Les Américains ont inventé un mot pour désigner ces nouveaux individus : "super-empowerment". L'empowerment simple désignait la capacité d'un individu à mobiliser les ressources externes et internes nécessaires à son équilibre de vie et à la réalisation de ses projets. Le super-empowerment marque la capacité d'un individu - ou d'un groupe - à utiliser ou à détourner des outils technologiques qui n'existaient pas voilà dix ans pour satisfaire un appétit de puissance individuel ou batailler avec des puissances qu'il n'aurait pas rêvé d'égratigner une décennie auparavant.
L'émergence de ces pouvoirs nouveaux dépend de plusieurs conditions. La première est la mise à disposition du grand public d'outils sophistiqués mais simples d'utilisation. Le logiciel utilisé par Gonzalez pour pirater Heartland est en téléchargement libre sur Internet.
La seconde condition tient à Internet : les réseaux sociaux, les blogs multiplient les canaux de circulation de l'information et permettent à des personnes qui ne se connaissent pas de nouer de puissantes alliances ponctuelles.
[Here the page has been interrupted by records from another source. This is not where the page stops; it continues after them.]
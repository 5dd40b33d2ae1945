//! End-to-end routing and canonicalization behaviour, without HTTP.

use axum::http::StatusCode;
use chrono::Utc;
use proptest::prelude::*;

use locale_edge::lifecycle::{build_components, Components};
use locale_edge::routing::{RequestPath, RouteClassification, RoutingAction};
use locale_edge::seo::SitemapEmitter;

mod common;

fn components() -> Components {
    build_components(&common::test_config()).expect("components")
}

#[test]
fn test_root_is_rewritten_and_canonical_is_clean() {
    let c = components();
    let decision = c.router.decide("/");
    assert_eq!(decision.classification, RouteClassification::Unqualified);
    assert_eq!(
        decision.action,
        RoutingAction::InternalRewrite {
            path: "/en".to_string()
        }
    );

    let en = c.registry.get("en").unwrap();
    assert_eq!(c.urls.build(&RequestPath::root(), en).canonical, "https://site/");
}

#[test]
fn test_secondary_locale_passes_through() {
    let c = components();
    let decision = c.router.decide("/ar/projects");
    assert_eq!(decision.classification, RouteClassification::LocaleQualified);
    assert_eq!(decision.detected_locale.as_deref(), Some("ar"));
    assert_eq!(decision.action, RoutingAction::PassThrough);

    let ar = c.registry.get("ar").unwrap();
    let page = c.urls.build(&RequestPath::parse("/projects"), ar);
    assert_eq!(page.canonical, "https://site/ar/projects");
}

#[test]
fn test_default_prefix_redirects_permanently() {
    let decision = components().router.decide("/en");
    assert_eq!(
        decision.action,
        RoutingAction::Redirect {
            location: "/".to_string(),
            status: StatusCode::PERMANENT_REDIRECT,
        }
    );
}

#[test]
fn test_static_asset_passes_through() {
    let decision = components().router.decide("/favicon.ico");
    assert_eq!(decision.classification, RouteClassification::StaticAsset);
    assert_eq!(decision.action, RoutingAction::PassThrough);
}

#[test]
fn test_unknown_locale_is_treated_as_content() {
    let decision = components().router.decide("/fr");
    assert_eq!(decision.classification, RouteClassification::Unqualified);
    assert_eq!(
        decision.action,
        RoutingAction::InternalRewrite {
            path: "/en/fr".to_string()
        }
    );

    let state = common::test_state();
    assert!(std::ptr::eq(
        state.dictionaries.resolve("fr"),
        state.dictionaries.default_dictionary()
    ));
}

#[test]
fn test_sitemap_lists_every_locale_route_pair() {
    let mut config = common::test_config();
    config.routes = vec!["".to_string(), "/projects".to_string()];
    let c = build_components(&config).expect("components");

    let routes = config.effective_routes();
    let entries = SitemapEmitter::new(&c.urls, &routes, &config.sitemap).entries(Utc::now());
    let got: Vec<(&str, f32)> = entries
        .iter()
        .map(|e| (e.url.as_str(), e.priority))
        .collect();
    assert_eq!(
        got,
        vec![
            ("https://site/", 1.0),
            ("https://site/projects", 0.8),
            ("https://site/ar", 1.0),
            ("https://site/ar/projects", 0.8),
        ]
    );
}

fn segment() -> impl Strategy<Value = String> {
    prop_oneof![
        Just("en".to_string()),
        Just("ar".to_string()),
        Just("fr".to_string()),
        Just("api".to_string()),
        Just("_next".to_string()),
        Just("robots.txt".to_string()),
        Just("".to_string()),
        "[a-z0-9._-]{1,8}",
    ]
}

fn raw_path() -> impl Strategy<Value = String> {
    (prop::collection::vec(segment(), 0..5), any::<bool>(), any::<bool>()).prop_map(
        |(segments, trailing, query)| {
            let mut path = format!("/{}", segments.join("/"));
            if trailing {
                path.push('/');
            }
            if query {
                path.push_str("?q=1");
            }
            path
        },
    )
}

/// Content paths, including ones that already carry a locale prefix.
fn content_path() -> impl Strategy<Value = RequestPath> {
    let segment = prop_oneof![
        Just("en".to_string()),
        Just("ar".to_string()),
        "[a-z]{1,8}",
    ];
    prop::collection::vec(segment, 0..3)
        .prop_map(|segments| RequestPath::parse(&format!("/{}", segments.join("/"))))
}

proptest! {
    #[test]
    fn prop_every_path_gets_one_consistent_action(raw in raw_path()) {
        let c = components();
        let decision = c.router.decide(&raw);
        match &decision.action {
            RoutingAction::PassThrough => {
                prop_assert!(
                    decision.classification.is_bypass()
                        || decision.detected_locale.as_deref() == Some("ar")
                );
            }
            RoutingAction::Redirect { location, status } => {
                prop_assert_eq!(*status, StatusCode::PERMANENT_REDIRECT);
                prop_assert_eq!(decision.detected_locale.as_deref(), Some("en"));
                prop_assert_eq!(location, &decision.path.without_first_segment().to_string());
            }
            RoutingAction::InternalRewrite { path } => {
                prop_assert_eq!(decision.classification, RouteClassification::Unqualified);
                let target = RequestPath::parse(path);
                prop_assert_eq!(target.first_segment(), Some("en"));
            }
        }
        // Same input, same answer.
        prop_assert_eq!(c.router.decide(&raw), decision);
    }

    #[test]
    fn prop_rewrite_target_is_idempotent(path in content_path()) {
        let c = components();
        let once = c.router.rewrite_target(&path);
        prop_assert_eq!(c.router.rewrite_target(&once), once);
    }

    #[test]
    fn prop_canonical_prefix_matches_locale(path in content_path()) {
        let c = components();
        for locale in c.registry.iter() {
            let canonical = c.urls.build(&path, locale).canonical;
            let rest = canonical.strip_prefix("https://site").unwrap();
            let first = RequestPath::parse(rest).first_segment().map(str::to_string);
            if c.registry.is_default(&locale.code) {
                prop_assert!(!first.as_deref().is_some_and(|s| c.registry.contains(s)));
            } else {
                prop_assert_eq!(first.as_deref(), Some(locale.code.as_str()));
            }
        }
    }

    #[test]
    fn prop_alternates_parse_back_to_themselves(path in content_path()) {
        let c = components();
        for current in c.registry.iter() {
            for alt in c.urls.build(&path, current).alternates {
                let (locale, content) = c.urls.parse(&alt.href).unwrap();
                prop_assert_eq!(c.urls.url_for(&content, locale), alt.href);
            }
        }
    }
}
Julien Assange, figure de proue de WikiLeaks, invite le monde entier à dénoncer un comportement institutionnel "non éthique", mais qui sait quels règlements de comptes personnels se dissimulent derrière chaque fuite ? Pour déclencher un tsunami politique, il suffit parfois de donner de la voix au bon moment. Le pasteur américain Terry Jones, seulement connu de ses voisins de palier avant le 11-Septembre, a mis en colère la population de 22 pays musulmans en menaçant de brûler le Coran pour commémorer le 11 septembre 2001.
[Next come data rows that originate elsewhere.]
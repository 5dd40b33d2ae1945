//! Startup orchestration.
//!
//! # Responsibilities
//! - Build every immutable component from a validated config
//! - Load dictionaries from the content directory
//! - Hand the server one `AppState` with everything shared through `Arc`
//!
//! # Design Decisions
//! - Fail fast: any startup error is fatal
//! - Components build in dependency order: registry, router, URL builder,
//!   route table, dictionaries
//! - A relative `content_dir` is resolved against the working directory

use std::path::Path;
use std::sync::Arc;

use thiserror::Error;

use crate::config::schema::SiteConfig;
use crate::config::validation::validate_config;
use crate::config::ConfigError;
use crate::http::server::AppState;
use crate::locale::dictionary::{DictionaryError, DictionarySet};
use crate::locale::registry::{LocaleRegistry, RegistryError};
use crate::routing::{LocaleRouter, RequestPath};
use crate::seo::{BaseUrlError, CanonicalUrlBuilder};

#[derive(Debug, Error)]
pub enum StartupError {
    #[error("configuration error: {0}")]
    Config(#[from] ConfigError),

    #[error("locale registry error: {0}")]
    Registry(#[from] RegistryError),

    #[error("dictionary error: {0}")]
    Dictionary(#[from] DictionaryError),

    #[error("invalid base URL: {0}")]
    BaseUrl(#[from] BaseUrlError),
}

/// Routing and URL components, everything except content.
#[derive(Debug)]
pub struct Components {
    pub registry: Arc<LocaleRegistry>,
    pub router: LocaleRouter,
    pub urls: CanonicalUrlBuilder,
    pub routes: Vec<RequestPath>,
}

pub fn build_components(config: &SiteConfig) -> Result<Components, StartupError> {
    validate_config(config).map_err(ConfigError::Validation)?;

    let registry = Arc::new(LocaleRegistry::from_config(&config.i18n)?);
    let router = LocaleRouter::new(Arc::clone(&registry), &config.classifier);
    let urls = CanonicalUrlBuilder::new(&config.site.base_url, Arc::clone(&registry))?;

    let mut routes: Vec<RequestPath> = Vec::new();
    for route in config.effective_routes() {
        let path = RequestPath::parse(&route);
        if !routes.contains(&path) {
            routes.push(path);
        }
    }

    tracing::info!(
        locales = ?registry.codes(),
        default_locale = %registry.default_locale().code,
        routes = routes.len(),
        base_url = %urls.base_url(),
        "Routing components ready"
    );

    Ok(Components {
        registry,
        router,
        urls,
        routes,
    })
}

/// Build the full application state, dictionaries included.
pub fn bootstrap(config: SiteConfig) -> Result<AppState, StartupError> {
    let components = build_components(&config)?;
    let dictionaries =
        DictionarySet::load_dir(Path::new(&config.i18n.content_dir), &components.registry)?;

    for locale in components.registry.iter() {
        if !dictionaries.has_bundle(&locale.code) {
            tracing::warn!(locale = %locale.code, "Locale will be served default content");
        }
    }

    Ok(AppState {
        router: Arc::new(components.router),
        dictionaries: Arc::new(dictionaries),
        urls: Arc::new(components.urls),
        routes: Arc::new(components.routes),
        config: Arc::new(config),
    })
}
Troisième condition : les technologies électroniques permettent souvent un usage dual, civil ou militaire. Un téléphone portable peut déclencher une explosion meurtrière à distance. Le spécialiste américain de la guérilla, John Robb, a expliqué sur son blog Global Guerilla comment SkyGrabber, un logiciel d'origine russe, vendu 25,95 dollars, permettait aux insurgés afghans et irakiens de pirater les flux vidéo des drones militaires américains qui tentent de les espionner ou de les exterminer.
Une quatrième raison fonde l'émergence de Superman : la trop grande complexité des sociétés développées. Des gratte-ciel, des centrales électriques, des usines d'épuration, des pipelines, attaqués ou mis à mal par quelques hommes déterminés, peuvent paralyser durablement une ville, voire une région. Et les institutions sont trop lentes et trop bureaucratiques pour anticiper d'où viendra le prochain coup.
D'autant que le pire est à venir. Quantité de techniques bon marché, simples d'usage, perfectibles car développées en open source, n'attendent qu'un peu de créativité pour être détournées à des fins déstabilisatrices. La démocratisation progressive des biotechnologies met à la portée du premier venu la production de masse d'outils pathogènes capables de décimer un pays, voire un continent. Les premiers drones à usage individuel sont déjà commercialisés. Qui sait quelles missions d'espionnage ou de destruction programmées par des individus malveillants ces engins volants miniatures pourront accomplir ?
Voilà vingt ans, la sécurité nationale n'était menacée que par l'URSS. Désormais, l'ennemi habite peut-être la maison d'à côté, l'appartement du dessus.